(Exercise details):
Reproduce exactly, from the data that follows, the line with "fn try_from(value: usize)", the line with "assert_eq!(u8::from(GeometryType::Point), 0);", and every line that lies between them.

Collected data:
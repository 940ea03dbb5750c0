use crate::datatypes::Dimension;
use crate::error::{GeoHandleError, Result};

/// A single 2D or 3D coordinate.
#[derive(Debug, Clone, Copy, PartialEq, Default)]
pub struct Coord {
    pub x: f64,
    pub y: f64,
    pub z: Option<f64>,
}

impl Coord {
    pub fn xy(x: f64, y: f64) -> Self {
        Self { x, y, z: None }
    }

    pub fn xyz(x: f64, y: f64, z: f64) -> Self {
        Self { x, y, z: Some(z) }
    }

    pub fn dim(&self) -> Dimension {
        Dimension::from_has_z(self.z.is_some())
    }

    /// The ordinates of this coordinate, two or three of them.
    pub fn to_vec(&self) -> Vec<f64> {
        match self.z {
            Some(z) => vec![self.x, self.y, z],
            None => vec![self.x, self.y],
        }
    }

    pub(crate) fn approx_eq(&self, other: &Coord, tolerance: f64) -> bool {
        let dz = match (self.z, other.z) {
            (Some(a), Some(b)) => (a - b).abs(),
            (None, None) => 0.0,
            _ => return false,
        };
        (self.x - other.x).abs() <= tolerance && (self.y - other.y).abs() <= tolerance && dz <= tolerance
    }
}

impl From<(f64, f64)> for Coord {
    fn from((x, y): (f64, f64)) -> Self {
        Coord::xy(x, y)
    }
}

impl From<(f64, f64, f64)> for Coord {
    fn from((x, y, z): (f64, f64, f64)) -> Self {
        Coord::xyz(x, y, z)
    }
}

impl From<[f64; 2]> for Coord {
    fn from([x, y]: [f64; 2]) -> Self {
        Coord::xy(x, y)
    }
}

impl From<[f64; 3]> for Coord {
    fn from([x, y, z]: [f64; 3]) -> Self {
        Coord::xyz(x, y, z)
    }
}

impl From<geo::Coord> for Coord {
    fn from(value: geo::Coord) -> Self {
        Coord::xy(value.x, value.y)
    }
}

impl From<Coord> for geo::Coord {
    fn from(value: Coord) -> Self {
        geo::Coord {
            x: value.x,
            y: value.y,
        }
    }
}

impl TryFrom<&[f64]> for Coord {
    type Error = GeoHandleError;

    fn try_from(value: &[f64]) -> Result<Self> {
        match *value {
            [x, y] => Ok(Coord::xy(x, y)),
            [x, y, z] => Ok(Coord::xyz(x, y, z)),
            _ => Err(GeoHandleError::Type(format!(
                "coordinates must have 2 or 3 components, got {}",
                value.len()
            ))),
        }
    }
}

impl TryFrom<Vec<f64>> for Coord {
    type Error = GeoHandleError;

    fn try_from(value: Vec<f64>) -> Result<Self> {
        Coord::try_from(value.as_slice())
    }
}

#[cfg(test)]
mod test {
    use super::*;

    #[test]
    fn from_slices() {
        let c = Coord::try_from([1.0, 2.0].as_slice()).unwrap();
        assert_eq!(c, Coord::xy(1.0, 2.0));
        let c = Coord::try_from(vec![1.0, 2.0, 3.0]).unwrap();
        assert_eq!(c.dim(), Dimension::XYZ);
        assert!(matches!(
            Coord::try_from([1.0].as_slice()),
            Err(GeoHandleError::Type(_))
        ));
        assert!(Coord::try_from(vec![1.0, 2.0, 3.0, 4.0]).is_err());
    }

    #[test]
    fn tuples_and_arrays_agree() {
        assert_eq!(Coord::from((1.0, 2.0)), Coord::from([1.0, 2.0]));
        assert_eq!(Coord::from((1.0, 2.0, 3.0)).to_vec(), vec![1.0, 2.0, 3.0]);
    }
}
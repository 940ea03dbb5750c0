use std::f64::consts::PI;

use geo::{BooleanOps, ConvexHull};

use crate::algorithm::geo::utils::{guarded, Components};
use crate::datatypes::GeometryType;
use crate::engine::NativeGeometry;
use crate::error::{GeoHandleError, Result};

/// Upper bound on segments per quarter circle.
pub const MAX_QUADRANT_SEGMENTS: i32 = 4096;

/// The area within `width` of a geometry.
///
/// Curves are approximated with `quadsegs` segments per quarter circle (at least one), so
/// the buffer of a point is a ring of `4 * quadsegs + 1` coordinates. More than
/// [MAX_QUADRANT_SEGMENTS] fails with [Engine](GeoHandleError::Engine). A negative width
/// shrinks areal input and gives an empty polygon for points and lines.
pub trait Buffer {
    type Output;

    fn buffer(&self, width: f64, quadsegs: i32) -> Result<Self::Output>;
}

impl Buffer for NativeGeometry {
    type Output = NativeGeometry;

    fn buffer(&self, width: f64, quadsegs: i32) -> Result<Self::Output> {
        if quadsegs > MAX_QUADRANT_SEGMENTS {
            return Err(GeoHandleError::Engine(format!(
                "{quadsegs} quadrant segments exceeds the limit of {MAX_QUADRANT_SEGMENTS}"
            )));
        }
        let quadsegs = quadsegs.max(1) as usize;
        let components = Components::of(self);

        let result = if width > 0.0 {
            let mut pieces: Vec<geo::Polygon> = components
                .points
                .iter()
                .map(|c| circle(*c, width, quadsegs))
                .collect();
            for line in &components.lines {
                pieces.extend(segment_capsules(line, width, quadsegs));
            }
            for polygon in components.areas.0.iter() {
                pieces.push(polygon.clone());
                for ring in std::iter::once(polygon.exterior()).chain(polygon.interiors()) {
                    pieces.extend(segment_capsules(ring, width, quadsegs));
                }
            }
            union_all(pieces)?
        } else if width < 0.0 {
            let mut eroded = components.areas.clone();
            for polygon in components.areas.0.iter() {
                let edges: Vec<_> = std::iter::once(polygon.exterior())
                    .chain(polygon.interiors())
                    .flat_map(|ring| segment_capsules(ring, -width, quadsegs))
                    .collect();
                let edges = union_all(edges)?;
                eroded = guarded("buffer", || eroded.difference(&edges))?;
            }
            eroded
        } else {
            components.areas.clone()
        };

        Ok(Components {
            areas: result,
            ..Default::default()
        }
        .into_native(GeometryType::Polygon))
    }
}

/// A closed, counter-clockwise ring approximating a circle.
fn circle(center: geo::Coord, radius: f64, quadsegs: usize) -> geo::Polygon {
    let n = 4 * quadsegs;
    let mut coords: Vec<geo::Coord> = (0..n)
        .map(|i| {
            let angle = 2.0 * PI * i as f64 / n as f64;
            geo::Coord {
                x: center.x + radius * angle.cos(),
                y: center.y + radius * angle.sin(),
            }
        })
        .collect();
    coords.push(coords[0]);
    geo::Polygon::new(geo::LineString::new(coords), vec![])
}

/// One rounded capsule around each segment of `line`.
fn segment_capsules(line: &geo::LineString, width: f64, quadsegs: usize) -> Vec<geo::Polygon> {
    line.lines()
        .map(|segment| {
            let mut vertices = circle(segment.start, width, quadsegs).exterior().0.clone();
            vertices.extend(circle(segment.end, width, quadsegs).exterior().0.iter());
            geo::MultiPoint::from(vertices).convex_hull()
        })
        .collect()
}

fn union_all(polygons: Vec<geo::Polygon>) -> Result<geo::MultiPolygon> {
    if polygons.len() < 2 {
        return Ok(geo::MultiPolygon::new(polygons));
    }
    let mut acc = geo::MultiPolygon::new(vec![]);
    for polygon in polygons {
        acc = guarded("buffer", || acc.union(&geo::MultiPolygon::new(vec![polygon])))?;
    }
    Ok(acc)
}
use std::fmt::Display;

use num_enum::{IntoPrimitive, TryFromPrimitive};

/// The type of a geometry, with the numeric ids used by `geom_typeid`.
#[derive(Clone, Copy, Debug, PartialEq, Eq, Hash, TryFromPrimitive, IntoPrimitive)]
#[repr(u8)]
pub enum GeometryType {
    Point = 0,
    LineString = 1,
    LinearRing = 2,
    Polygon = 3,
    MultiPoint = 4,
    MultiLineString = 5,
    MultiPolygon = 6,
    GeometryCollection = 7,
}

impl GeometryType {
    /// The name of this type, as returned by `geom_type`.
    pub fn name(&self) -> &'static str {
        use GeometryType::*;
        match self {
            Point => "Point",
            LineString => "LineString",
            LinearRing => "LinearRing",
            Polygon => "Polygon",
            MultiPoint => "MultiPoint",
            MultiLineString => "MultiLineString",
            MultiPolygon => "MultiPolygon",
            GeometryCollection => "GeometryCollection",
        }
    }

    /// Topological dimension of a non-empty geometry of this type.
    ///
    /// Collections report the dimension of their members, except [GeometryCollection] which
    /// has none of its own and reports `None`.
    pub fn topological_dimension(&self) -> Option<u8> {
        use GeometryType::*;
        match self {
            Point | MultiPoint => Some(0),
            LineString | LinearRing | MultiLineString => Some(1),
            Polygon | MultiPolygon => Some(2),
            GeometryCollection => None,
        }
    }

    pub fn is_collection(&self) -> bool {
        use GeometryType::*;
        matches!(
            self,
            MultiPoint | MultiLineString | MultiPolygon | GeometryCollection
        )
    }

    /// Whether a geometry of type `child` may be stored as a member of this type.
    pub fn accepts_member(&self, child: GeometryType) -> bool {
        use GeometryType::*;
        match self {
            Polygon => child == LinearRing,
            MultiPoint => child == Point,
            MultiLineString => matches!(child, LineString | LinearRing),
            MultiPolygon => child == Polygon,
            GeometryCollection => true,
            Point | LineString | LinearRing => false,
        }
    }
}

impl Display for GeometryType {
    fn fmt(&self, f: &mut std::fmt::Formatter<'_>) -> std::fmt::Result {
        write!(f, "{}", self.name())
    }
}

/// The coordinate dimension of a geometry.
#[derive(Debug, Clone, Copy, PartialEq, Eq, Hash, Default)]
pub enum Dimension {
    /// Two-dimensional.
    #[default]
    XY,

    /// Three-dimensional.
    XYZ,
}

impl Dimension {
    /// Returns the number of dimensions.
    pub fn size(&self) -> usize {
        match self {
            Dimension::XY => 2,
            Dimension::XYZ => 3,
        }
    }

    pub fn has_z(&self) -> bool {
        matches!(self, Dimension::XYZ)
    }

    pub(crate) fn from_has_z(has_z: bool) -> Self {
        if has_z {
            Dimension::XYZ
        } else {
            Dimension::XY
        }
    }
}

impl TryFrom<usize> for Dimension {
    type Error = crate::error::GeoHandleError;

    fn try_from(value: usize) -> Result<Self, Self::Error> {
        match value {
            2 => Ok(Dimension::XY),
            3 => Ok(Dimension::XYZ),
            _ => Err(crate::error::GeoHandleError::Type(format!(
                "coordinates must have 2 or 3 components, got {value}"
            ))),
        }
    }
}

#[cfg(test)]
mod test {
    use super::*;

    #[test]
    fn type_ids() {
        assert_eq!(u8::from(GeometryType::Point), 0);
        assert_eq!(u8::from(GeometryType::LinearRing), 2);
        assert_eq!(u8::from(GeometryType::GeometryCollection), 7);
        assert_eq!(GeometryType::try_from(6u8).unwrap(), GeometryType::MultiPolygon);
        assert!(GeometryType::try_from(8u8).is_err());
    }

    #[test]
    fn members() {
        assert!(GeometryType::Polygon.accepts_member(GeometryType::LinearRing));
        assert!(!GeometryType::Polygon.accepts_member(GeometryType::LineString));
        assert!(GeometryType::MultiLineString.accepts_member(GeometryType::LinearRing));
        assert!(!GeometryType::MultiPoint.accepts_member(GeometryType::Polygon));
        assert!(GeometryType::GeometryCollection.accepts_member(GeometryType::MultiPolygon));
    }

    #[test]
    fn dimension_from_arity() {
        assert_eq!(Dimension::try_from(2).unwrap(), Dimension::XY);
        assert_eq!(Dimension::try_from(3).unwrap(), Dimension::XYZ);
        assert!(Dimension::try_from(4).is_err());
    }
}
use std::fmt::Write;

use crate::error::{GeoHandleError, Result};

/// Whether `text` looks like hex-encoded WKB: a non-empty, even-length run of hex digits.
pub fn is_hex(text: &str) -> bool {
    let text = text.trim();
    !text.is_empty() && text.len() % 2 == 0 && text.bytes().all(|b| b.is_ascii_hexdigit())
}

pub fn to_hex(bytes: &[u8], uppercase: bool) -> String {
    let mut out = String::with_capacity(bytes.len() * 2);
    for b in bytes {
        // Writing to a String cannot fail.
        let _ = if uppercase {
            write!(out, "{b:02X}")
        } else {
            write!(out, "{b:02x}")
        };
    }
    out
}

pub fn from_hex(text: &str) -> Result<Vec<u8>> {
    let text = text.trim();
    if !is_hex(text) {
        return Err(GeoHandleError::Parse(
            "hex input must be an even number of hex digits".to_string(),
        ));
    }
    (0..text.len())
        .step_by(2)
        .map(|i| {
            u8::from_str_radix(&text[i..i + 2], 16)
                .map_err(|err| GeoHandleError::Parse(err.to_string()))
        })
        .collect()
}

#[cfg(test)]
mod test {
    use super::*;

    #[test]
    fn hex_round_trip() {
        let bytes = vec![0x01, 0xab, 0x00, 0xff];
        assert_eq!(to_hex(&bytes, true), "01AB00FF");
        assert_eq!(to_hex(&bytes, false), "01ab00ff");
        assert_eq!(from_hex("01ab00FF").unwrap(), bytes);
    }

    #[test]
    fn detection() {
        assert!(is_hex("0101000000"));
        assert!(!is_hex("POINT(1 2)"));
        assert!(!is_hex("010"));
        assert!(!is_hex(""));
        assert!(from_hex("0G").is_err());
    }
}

(Reply to the task):
    fn try_from(value: usize) -> Result<Self, Self::Error> {
        match value {
            2 => Ok(Dimension::XY),
            3 => Ok(Dimension::XYZ),
            _ => Err(crate::error::GeoHandleError::Type(format!(
                "coordinates must have 2 or 3 components, got {value}"
            ))),
        }
    }
}

#[cfg(test)]
mod test {
    use super::*;

    #[test]
    fn type_ids() {
        assert_eq!(u8::from(GeometryType::Point), 0);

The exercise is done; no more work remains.